InternetYou know when you’re talking with someone online, or reading a forum thread, and the conversation devolves from discussing ideas and opinions to dismissal based on something about the OP themselves? Logicians refer to these as ad hominem attacks, which to me always sounds like ad hummus despite not being spelled anywhere near close to that.
(Vim is telling me hominem is a misspelling of hominid, which I suppose we all are. There’s a profound statement about the human condition in there somewhere. Emacs with aspell, on the other hand, had different fingers).

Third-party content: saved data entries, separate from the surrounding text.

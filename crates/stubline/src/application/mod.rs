//! Named application management.
//!
//! - `ApplicationManager`: create, list, rename, delete, append and load rule sets
//! - `ApplicationError`: failures mapped to HTTP status codes by the admin API

mod manager;
mod types;

pub use manager::ApplicationManager;
pub use types::{validate_name, ApplicationError, MAX_NAME_LEN};
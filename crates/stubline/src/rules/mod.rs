//! Rule specifications and the pure logic that operates on them.
//!
//! ## Module Structure
//!
//! - `types`: `RuleSpec` and `RequestDescriptor`
//! - `matcher`: first-match-wins selection of a rule for a request
//! - `dedup`: duplicate detection when appending rules to a rule set

mod dedup;
mod matcher;
mod types;

pub use dedup::{is_duplicate, merge_rules, IngestSummary};
pub use matcher::{find_match, find_match_index, rule_matches};
pub use types::{RequestDescriptor, RuleSpec};
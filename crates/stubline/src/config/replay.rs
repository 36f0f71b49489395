//! Replay routing configuration.

use serde::{Deserialize, Serialize};

#[derive(Debug, Clone, Deserialize, Serialize)]
pub struct ReplayConfig {
    /// Optional leading path segment for namespaced replay (`/<prefix>/<app>/...`)
    #[serde(default = "default_prefix")]
    pub prefix: String,
    /// Query parameter carrying the unique identifier
    #[serde(default = "default_identifier_param")]
    pub identifier_param: String,
}

fn default_prefix() -> String {
    "simulated-data".to_string()
}

fn default_identifier_param() -> String {
    "uniqueIdentifier".to_string()
}

impl Default for ReplayConfig {
    fn default() -> Self {
        Self {
            prefix: default_prefix(),
            identifier_param: default_identifier_param(),
        }
    }
}
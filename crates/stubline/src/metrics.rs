//! Prometheus metrics for the Stubline server.
//!
//! Tracks replay outcomes, rule ingestion and admin API activity.
use lazy_static::lazy_static;
use prometheus::{
    register_counter_vec, register_histogram_vec, CounterVec, Encoder, HistogramVec, TextEncoder,
};

lazy_static! {
    /// Replay requests by outcome
    pub static ref REPLAY_REQUESTS_TOTAL: CounterVec = register_counter_vec!(
        "stubline_replay_requests_total",
        "Total number of replay requests",
        &["outcome"]  // outcome: matched|no_match|load_error|internal_error
    )
    .unwrap();

    /// Time spent loading a rule set and matching a request
    pub static ref REPLAY_DURATION_MS: HistogramVec = register_histogram_vec!(
        "stubline_replay_duration_ms",
        "Histogram of replay handling time in milliseconds",
        &["outcome"],
        vec![0.1, 0.5, 1.0, 2.5, 5.0, 10.0, 25.0, 50.0, 100.0]
    )
    .unwrap();

    /// Rules received through the ingestion endpoint
    pub static ref RULES_INGESTED_TOTAL: CounterVec = register_counter_vec!(
        "stubline_rules_ingested_total",
        "Total number of rules received for ingestion",
        &["result"]  // result: added|duplicate
    )
    .unwrap();

    /// Admin API calls
    pub static ref ADMIN_REQUESTS_TOTAL: CounterVec = register_counter_vec!(
        "stubline_admin_requests_total",
        "Total number of admin API requests",
        &["operation", "status"]
    )
    .unwrap();
}

/// Replay outcome label values
pub mod outcome {
    pub const MATCHED: &str = "matched";
    pub const NO_MATCH: &str = "no_match";
    pub const LOAD_ERROR: &str = "load_error";
    pub const INTERNAL_ERROR: &str = "internal_error";
}

/// Collect and return all metrics in Prometheus text format
pub fn collect_metrics() -> String {
    let encoder = TextEncoder::new();
    let metric_families = prometheus::gather();
    let mut buffer = Vec::new();
    if let Err(e) = encoder.encode(&metric_families, &mut buffer) {
        tracing::error!("Failed to encode metrics: {}", e);
        return String::new();
    }
    String::from_utf8(buffer).unwrap_or_default()
}

/// Helper to record a replay request
pub fn record_replay(outcome: &str, duration_ms: f64) {
    REPLAY_REQUESTS_TOTAL.with_label_values(&[outcome]).inc();
    REPLAY_DURATION_MS
        .with_label_values(&[outcome])
        .observe(duration_ms);
}

/// Helper to record an ingestion batch
pub fn record_ingestion(added: usize, duplicates: usize) {
    RULES_INGESTED_TOTAL
        .with_label_values(&["added"])
        .inc_by(added as f64);
    RULES_INGESTED_TOTAL
        .with_label_values(&["duplicate"])
        .inc_by(duplicates as f64);
}

/// Helper to record an admin API call
pub fn record_admin_request(operation: &str, status: u16) {
    ADMIN_REQUESTS_TOTAL
        .with_label_values(&[operation, &status.to_string()])
        .inc();
}
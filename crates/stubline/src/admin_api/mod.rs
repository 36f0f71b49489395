//! HTTP surface of Stubline.
//!
//! Administrative REST API:
//! - Creating, renaming, deleting and listing applications
//! - Appending to and listing an application's rule set
//! - Health and metrics endpoints
//!
//! Every other path is replay traffic, answered from the owning application's rules.

mod handlers;
mod router;
mod server;
pub(crate) mod types;

pub use router::route_request;
pub use server::{ServerState, StublineServer};
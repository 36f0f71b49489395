//! Application CRUD handlers.

use super::with_manager;
use crate::admin_api::server::ServerState;
use crate::admin_api::types::*;
use crate::metrics;
use bytes::Bytes;
use http_body_util::Full;
use hyper::body::Body;
use hyper::{Request, Response, StatusCode};
use std::sync::Arc;

/// Read and parse the `{name}` body shared by create and rename
async fn read_name<B>(req: Request<B>) -> Result<String, Response<Full<Bytes>>>
where
    B: Body,
    B::Error: std::fmt::Display,
{
    let body = collect_body(req)
        .await
        .map_err(|e| error_response(StatusCode::BAD_REQUEST, &e))?;

    let parsed: ApplicationNameRequest = serde_json::from_slice(&body).map_err(|e| {
        error_response(StatusCode::BAD_REQUEST, &format!("Invalid JSON body: {e}"))
    })?;

    parsed
        .name()
        .map(str::to_string)
        .ok_or_else(|| error_response(StatusCode::BAD_REQUEST, "Application name is required"))
}

/// POST /api/create-application - Register a new application
pub async fn handle_create<B>(req: Request<B>, state: Arc<ServerState>) -> Response<Full<Bytes>>
where
    B: Body,
    B::Error: std::fmt::Display,
{
    let response = match read_name(req).await {
        Ok(name) => {
            let key = name.clone();
            match with_manager(&state, move |manager| manager.create(&key)).await {
                Ok(Ok(())) => json_response(
                    StatusCode::CREATED,
                    &ApplicationResponse {
                        message: format!("Application '{name}' created"),
                        name,
                    },
                ),
                Ok(Err(e)) => application_error_response(&e),
                Err(response) => response,
            }
        }
        Err(response) => response,
    };

    metrics::record_admin_request("create_application", response.status().as_u16());
    response
}

/// GET /api/list-application - List application names
pub async fn handle_list(state: Arc<ServerState>) -> Response<Full<Bytes>> {
    let response = match with_manager(&state, |manager| manager.list()).await {
        Ok(Ok(applications)) => json_response(
            StatusCode::OK,
            &ListApplicationsResponse { applications },
        ),
        Ok(Err(e)) => application_error_response(&e),
        Err(response) => response,
    };

    metrics::record_admin_request("list_applications", response.status().as_u16());
    response
}

/// PUT /api/edit-application/:current - Rename an application
pub async fn handle_rename<B>(
    current: &str,
    req: Request<B>,
    state: Arc<ServerState>,
) -> Response<Full<Bytes>>
where
    B: Body,
    B::Error: std::fmt::Display,
{
    let response = match read_name(req).await {
        Ok(new_name) => {
            let (from, to) = (current.to_string(), new_name.clone());
            match with_manager(&state, move |manager| manager.rename(&from, &to)).await {
                Ok(Ok(())) => json_response(
                    StatusCode::OK,
                    &ApplicationResponse {
                        message: format!("Application '{current}' renamed to '{new_name}'"),
                        name: new_name,
                    },
                ),
                Ok(Err(e)) => application_error_response(&e),
                Err(response) => response,
            }
        }
        Err(response) => response,
    };

    metrics::record_admin_request("rename_application", response.status().as_u16());
    response
}

/// DELETE /api/delete-application/:name - Delete an application
pub async fn handle_delete(name: &str, state: Arc<ServerState>) -> Response<Full<Bytes>> {
    let key = name.to_string();
    let response = match with_manager(&state, move |manager| manager.delete(&key)).await {
        Ok(Ok(())) => json_response(
            StatusCode::OK,
            &ApplicationResponse {
                message: format!("Application '{name}' deleted"),
                name: name.to_string(),
            },
        ),
        Ok(Err(e)) => application_error_response(&e),
        Err(response) => response,
    };

    metrics::record_admin_request("delete_application", response.status().as_u16());
    response
}
//! HTTP server for the admin API and replay traffic.

use crate::admin_api::router::route_request;
use crate::application::ApplicationManager;
use crate::config::ReplayConfig;
use anyhow::Context;
use hyper::server::conn::http1;
use hyper::service::service_fn;
use hyper_util::rt::TokioIo;
use std::future::Future;
use std::net::SocketAddr;
use std::sync::Arc;
use tokio::net::TcpListener;
use tracing::{debug, error, info};

/// State shared by every request handler
pub struct ServerState {
    pub manager: Arc<ApplicationManager>,
    pub replay: ReplayConfig,
}

/// Stubline HTTP server.
///
/// Constructed once at startup around an `ApplicationManager`; serves until the
/// shutdown future resolves.
pub struct StublineServer {
    state: Arc<ServerState>,
}

impl StublineServer {
    pub fn new(manager: Arc<ApplicationManager>, replay: ReplayConfig) -> Self {
        Self {
            state: Arc::new(ServerState { manager, replay }),
        }
    }

    /// Bind to `addr` and serve until `shutdown` resolves
    pub async fn run(
        self,
        addr: &str,
        shutdown: impl Future<Output = ()>,
    ) -> Result<(), anyhow::Error> {
        let listener = TcpListener::bind(addr)
            .await
            .with_context(|| format!("Failed to bind {addr}"))?;
        self.serve(listener, shutdown).await
    }

    /// Serve connections from an already bound listener until `shutdown` resolves
    pub async fn serve(
        self,
        listener: TcpListener,
        shutdown: impl Future<Output = ()>,
    ) -> Result<(), anyhow::Error> {
        let local_addr: SocketAddr = listener.local_addr()?;
        info!("Stubline listening on http://{}", local_addr);

        tokio::pin!(shutdown);
        loop {
            tokio::select! {
                result = listener.accept() => {
                    let (stream, remote) = match result {
                        Ok(accepted) => accepted,
                        Err(e) => {
                            error!("Accept error on {}: {}", local_addr, e);
                            continue;
                        }
                    };
                    let io = TokioIo::new(stream);
                    let state = Arc::clone(&self.state);

                    tokio::spawn(async move {
                        let service = service_fn(move |req| {
                            let state = Arc::clone(&state);
                            async move { route_request(req, state).await }
                        });

                        if let Err(e) = http1::Builder::new().serve_connection(io, service).await {
                            debug!("Connection error from {}: {}", remote, e);
                        }
                    });
                }
                _ = &mut shutdown => {
                    info!("Stubline on {} shutting down", local_addr);
                    break;
                }
            }
        }

        Ok(())
    }
}
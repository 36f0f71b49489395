//! Rule ingestion and listing handlers.

use super::with_manager;
use crate::admin_api::server::ServerState;
use crate::admin_api::types::*;
use crate::metrics;
use crate::rules::RuleSpec;
use bytes::Bytes;
use http_body_util::Full;
use hyper::body::Body;
use hyper::{Request, Response, StatusCode};
use serde_json::Value;
use std::sync::Arc;
use tracing::{info, warn};

/// Parse an ingestion body: a non-empty JSON array of rule specifications
fn parse_specifications(body: &[u8]) -> Result<Vec<RuleSpec>, String> {
    let value: Value =
        serde_json::from_slice(body).map_err(|e| format!("Invalid JSON body: {e}"))?;

    let items = match value {
        Value::Array(items) if !items.is_empty() => items,
        _ => return Err("Request body must be a non-empty array of specifications".to_string()),
    };

    items
        .into_iter()
        .enumerate()
        .map(|(index, item)| {
            serde_json::from_value(item)
                .map_err(|e| format!("Invalid specification at index {index}: {e}"))
        })
        .collect()
}

/// POST /api/end-point/:name - Append rules to an application
pub async fn handle_append<B>(
    name: &str,
    req: Request<B>,
    state: Arc<ServerState>,
) -> Response<Full<Bytes>>
where
    B: Body,
    B::Error: std::fmt::Display,
{
    let response = match collect_body(req).await {
        Err(e) => error_response(StatusCode::BAD_REQUEST, &e),
        Ok(body) => match parse_specifications(&body) {
            Err(message) => error_response(StatusCode::BAD_REQUEST, &message),
            Ok(candidates) => {
                let received = candidates.len();
                let key = name.to_string();
                match with_manager(&state, move |manager| manager.append(&key, candidates)).await {
                    Ok(Ok(summary)) => {
                        metrics::record_ingestion(summary.added, summary.duplicates);
                        if summary.duplicates > 0 {
                            warn!(
                                application = name,
                                duplicates = summary.duplicates,
                                "Skipped duplicate specifications"
                            );
                        }
                        info!(
                            application = name,
                            received,
                            added = summary.added,
                            "Specifications ingested"
                        );
                        json_response(StatusCode::OK, &summary)
                    }
                    Ok(Err(e)) => application_error_response(&e),
                    Err(response) => response,
                }
            }
        },
    };

    metrics::record_admin_request("append_rules", response.status().as_u16());
    response
}

/// GET /api/end-point/:name - List an application's rules in match order
pub async fn handle_list(name: &str, state: Arc<ServerState>) -> Response<Full<Bytes>> {
    let key = name.to_string();
    let response = match with_manager(&state, move |manager| manager.rules(&key)).await {
        Ok(Ok(specifications)) => json_response(
            StatusCode::OK,
            &serde_json::json!({ "name": name, "specifications": specifications }),
        ),
        Ok(Err(e)) => application_error_response(&e),
        Err(response) => response,
    };

    metrics::record_admin_request("list_rules", response.status().as_u16());
    response
}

Among the sillier of these retorts I’ve read is that someone “wasn’t there” if they don’t remember a circumstance the exact same way they did, or arrive at different conclusions. I’m seeing this pop up more frequently on social media, because of course those sites turn anything good into stale hummus. Maybe we’re all a bit anxty being IT workers stuck at home without introvert time for years now.
Aside from being an aforementioned self-defeating ad hummus—damn it—laced with some pretentious gate-keeping, it’s trivial to challenge if one were bothered to. Yes, I was there! Now we have a feedback loop justifying a person’s lived experience, rather than the original discussion. Gee, I wonder why they’d want to direct attention away like that?
My experience is that it’s simple projection; people fall back on these when they themselves have something to hide, or haven’t been entirely truthful themselves. I’m no saint here; I’ve caught myself saying words to this effect many times, especially in the heat of the moment. It’s easier to make sweeping statements and assert the OP “wasn’t there” when challenged. Facts have to be argued on evidence, but someone’s experiences are just that. Experiences are as much emotional journeys too, and we all know they aren’t governed by logic.
I get there are some circumstances where such dismissals could be warranted. Say, if someone cosplaying a cancer survivor talks about the herbal remedies that cured them, or a veteran claiming to have served in a country in which they’ve never set foot. But even then, the fact “someone wasn’t there” wouldn’t be the most egregious detail in that exchange.
Heaven forbid such trolls ever need to converse with a historian. Those damned professors, they weren’t ever in third century Crete, eating hummus.